When you hear the word debt, you may cringe because it is a reminder of an obligation and payment that you have to make until you have cleared what you owe. However, your relationship with debt doesn't have to involve dread. Instead, you can think about how debt has its place in your small business in certain situations. Here's where debt can be a good thing for your business:
Funds your startup
I am one of many entrepreneurs out there who bootstrapped their business and used savings and some debt to launch my first business. I wasn't entering a business where I felt I needed a ton of capital so a bank loan and venture capital was out.
Instead, I used small loans and credit cards to provide additional funds to help with some of my startup expenses. In doing so, I ensured I could get as much as possible for as little money or debt. In this way, I covered the cost of equipment and some basic operating costs until I started making some money. This made my savings go farther as well.
Improves business credit score
If you have a low credit score from never using any credit prior, debt can be good if you take some out and repay it before the due date. Continuing to make small purchases on credit can then establish and improve your business credit score. This strategy will help you take our more credit in the future should you need to make a larger purchase.
Helps you expand
Like your initial development, debt can also be good when it helps you get to the next level of business growth. Again, this is a point where you don't necessarily need a large sum of money. While you might be able to attract investor attention, it is better to continue bootstrapping your business to manage the company's financial position.
A line of credit or credit cards can help to purchase additional equipment, bring in more talent, expand your manufacturing relationships and even cover physical space for that expansion. The expansion will bring in additional revenue that can then help you get that debt paid back quickly.
Manages seasonal changes
Even though you plan appropriately for slow periods due to having a seasonal business, it still may be necessary to leverage a small amount of debt to see you through and prepare for the next round of sales.
This is a good use of debt because it is temporary and can be paid back during the upcoming seasonal rush. In this way, you can purchase enough materials, hire staff, and undertake additional marketing to even stimulate seasonal sales at an earlier date.
Conserves cash flow
If you know you are making something that will sell within weeks, then it makes sense to buy some supplies or materials on credit. This is smarter than using up available cash flow. You can then maintain that cash for anything unexpected that happens prior to selling those products or if you experience an economic downturn.
Saves you from selling off equity
When you need cash flow, some entrepreneurs decide to sell their equity to others. However, you have just given up some control over your own business, including its direction and future, by handing a piece of it over.

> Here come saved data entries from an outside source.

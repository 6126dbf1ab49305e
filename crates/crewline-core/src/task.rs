//! Tasks: one unit of delegated work bound to one agent.

use std::sync::Arc;

use serde::{Deserialize, Serialize};

use crate::agent::Agent;
use crate::collaborator::{AgentExecutor, ExecutionRequest};
use crate::config::CrewSettings;
use crate::error::{CollaboratorError, CrewError, Result};

/// A description, an expected-output contract and a write-once result slot.
#[derive(Debug)]
pub struct Task {
    description: String,
    expected_output: String,
    agent: Option<Arc<Agent>>,
    result: Option<String>,
}

impl Task {
    /// Create an unbound task. Bind it with [`Task::bind`] before running.
    pub fn new(description: impl Into<String>, expected_output: impl Into<String>) -> Self {
        Self {
            description: description.into(),
            expected_output: expected_output.into(),
            agent: None,
            result: None,
        }
    }

    /// Create a task already bound to `agent`.
    pub fn for_agent(
        agent: &Arc<Agent>,
        description: impl Into<String>,
        expected_output: impl Into<String>,
    ) -> Self {
        Self::new(description, expected_output).bind(agent)
    }

    pub fn bind(mut self, agent: &Arc<Agent>) -> Self {
        self.agent = Some(Arc::clone(agent));
        self
    }

    pub fn description(&self) -> &str {
        &self.description
    }

    pub fn expected_output(&self) -> &str {
        &self.expected_output
    }

    pub fn agent(&self) -> Option<&Arc<Agent>> {
        self.agent.as_ref()
    }

    pub fn result(&self) -> Option<&str> {
        self.result.as_deref()
    }

    pub fn is_executed(&self) -> bool {
        self.result.is_some()
    }

    /// Run the task through `executor` with the results of earlier tasks as
    /// `context`, and store the returned text. `crew` is forwarded untouched.
    ///
    /// `index` is the task's position in its pipeline and only labels errors.
    /// The result slot is written once; executing a finished task is an
    /// [`CrewError::InvalidConfiguration`] and leaves the stored result alone.
    pub async fn execute(
        &mut self,
        index: usize,
        executor: &dyn AgentExecutor,
        context: &[String],
        crew: &CrewSettings,
    ) -> Result<String> {
        if self.result.is_some() {
            return Err(CrewError::InvalidConfiguration(format!(
                "task {index} has already been executed"
            )));
        }
        let agent = self.agent.as_ref().ok_or_else(|| CrewError::UnboundTask {
            description: summarize(&self.description),
        })?;

        let descriptor = agent.describe();
        let request = ExecutionRequest {
            agent_descriptor: &descriptor,
            role: agent.role(),
            task_description: &self.description,
            expected_output: &self.expected_output,
            context,
            capabilities: agent.capabilities(),
            max_iterations: agent.max_iterations(),
            allow_delegation: agent.allows_delegation(),
            memory_enabled: agent.memory_enabled(),
            verbose: agent.is_verbose() || crew.verbose,
            crew,
        };

        let output = executor
            .execute(&request)
            .await
            .map_err(|cause: CollaboratorError| CrewError::ExecutionFailed {
                task_index: index,
                role: agent.role().to_string(),
                cause,
            })?;

        self.result = Some(output.clone());
        Ok(output)
    }
}

/// Output of one executed task, kept in the run's audit trail.
#[derive(Debug, Clone, Serialize, Deserialize, PartialEq, Eq)]
pub struct TaskOutput {
    pub index: usize,
    pub role: String,
    pub description: String,
    pub output: String,
    pub duration_ms: u64,
}

/// First line of a description, capped for log and error messages.
pub(crate) fn summarize(description: &str) -> String {
    let first = description.trim().lines().next().unwrap_or("").trim();
    match first.char_indices().nth(60) {
        Some((cut, _)) => format!("{}...", &first[..cut]),
        None => first.to_string(),
    }
}

#[cfg(test)]
mod tests {
    use super::*;
    use crate::agent::AgentConfig;
    use crate::config::EmbedderConfig;
    use crate::fakes::ScriptedExecutor;

    fn quiet() -> CrewSettings {
        CrewSettings::default()
    }

    fn writer() -> Arc<Agent> {
        Arc::new(
            Agent::new(AgentConfig::new("writer", "write well", "").with_max_iterations(3))
                .unwrap(),
        )
    }

    #[tokio::test]
    async fn test_unbound_task_fails() {
        let executor = ScriptedExecutor::replying(["unused"]);
        let mut task = Task::new("Write a post", "A post");
        let err = task.execute(0, &executor, &[], &quiet()).await.unwrap_err();
        assert!(matches!(err, CrewError::UnboundTask { .. }));
        assert_eq!(executor.call_count(), 0);
        assert!(task.result().is_none());
    }

    #[tokio::test]
    async fn test_execute_stores_result_and_forwards_request() {
        let executor = ScriptedExecutor::replying(["post"]);
        let agent = writer();
        let mut task = Task::for_agent(&agent, "Write a post", "A post");
        let context = vec!["research".to_string()];

        let output = task.execute(1, &executor, &context, &quiet()).await.unwrap();

        assert_eq!(output, "post");
        assert_eq!(task.result(), Some("post"));
        let calls = executor.calls();
        assert_eq!(calls.len(), 1);
        assert_eq!(calls[0].role, "writer");
        assert_eq!(calls[0].context, context);
        assert_eq!(calls[0].max_iterations, 3);
    }

    #[tokio::test]
    async fn test_crew_settings_are_forwarded() {
        let executor = ScriptedExecutor::new();
        let mut task = Task::for_agent(&writer(), "Write a post", "A post");
        let crew = CrewSettings::default()
            .with_memory(true)
            .verbose(true)
            .with_embedder(EmbedderConfig::default());

        task.execute(0, &executor, &[], &crew).await.unwrap();

        let call = &executor.calls()[0];
        assert!(call.verbose, "crew verbosity applies to quiet agents");
        assert_eq!(call.crew, crew);
    }

    #[tokio::test]
    async fn test_result_is_never_overwritten() {
        let executor = ScriptedExecutor::replying(["first", "second"]);
        let mut task = Task::for_agent(&writer(), "Write a post", "A post");
        task.execute(0, &executor, &[], &quiet()).await.unwrap();

        let err = task.execute(0, &executor, &[], &quiet()).await.unwrap_err();
        assert!(matches!(err, CrewError::InvalidConfiguration(_)));
        assert_eq!(task.result(), Some("first"));
        assert_eq!(executor.call_count(), 1);
    }

    #[tokio::test]
    async fn test_collaborator_failure_becomes_execution_failed() {
        let executor = ScriptedExecutor::failing_at(0);
        let mut task = Task::for_agent(&writer(), "Write a post", "A post");
        let err = task.execute(4, &executor, &[], &quiet()).await.unwrap_err();
        match err {
            CrewError::ExecutionFailed {
                task_index, role, ..
            } => {
                assert_eq!(task_index, 4);
                assert_eq!(role, "writer");
            }
            other => panic!("Expected ExecutionFailed, got {:?}", other),
        }
        assert!(!task.is_executed());
    }

    #[test]
    fn test_summarize_takes_first_line() {
        assert_eq!(summarize("  Analyze things.\n More detail"), "Analyze things.");
        let long = "x".repeat(80);
        assert_eq!(summarize(&long), format!("{}...", "x".repeat(60)));
    }
}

Instead, you could consider a short-term loan or line of credit where you can get some cash while maintaining control. It's on you to pay back the principal and interest but at least you don't have to contend with one or more people who want to change your company.
Words of warning
Everything comes with a certain amount of risk because there is no guarantee of success in business. Although each of these examples of good debt represents a smart strategy, the external environment could change at any time and leave you without the additional revenue you had hoped would come from tapping into debt. There is still a risk that your business will fail and you will be left with the obligation of repaying the principal and interest on that debt.
Therefore, you want to always make sure you take or use as little debt as possible rather than having debt for debt's sake. Establish a repayment plan and alternatives prior to taking on any type of debt to keep you on the repayment track so you can make the most of the benefits that some debt offers.
Also, make sure you clearly understand the terms and interest rate involved in taking this debt on so that you do not miss payment deadlines and create a larger problem for yourself and business. Consider shopping around before getting a loan or business credit card so you get the best rates for the money you are borrowing.
With this strategy in place, you should be able to leverage the benefits that debt can bring for your business, including start-up capital, expansion, talent, materials, inventory, equipment and more. Every one of these strategies is about developing your business, taking the approach that sometimes you do have to spend (or borrow) money to make money.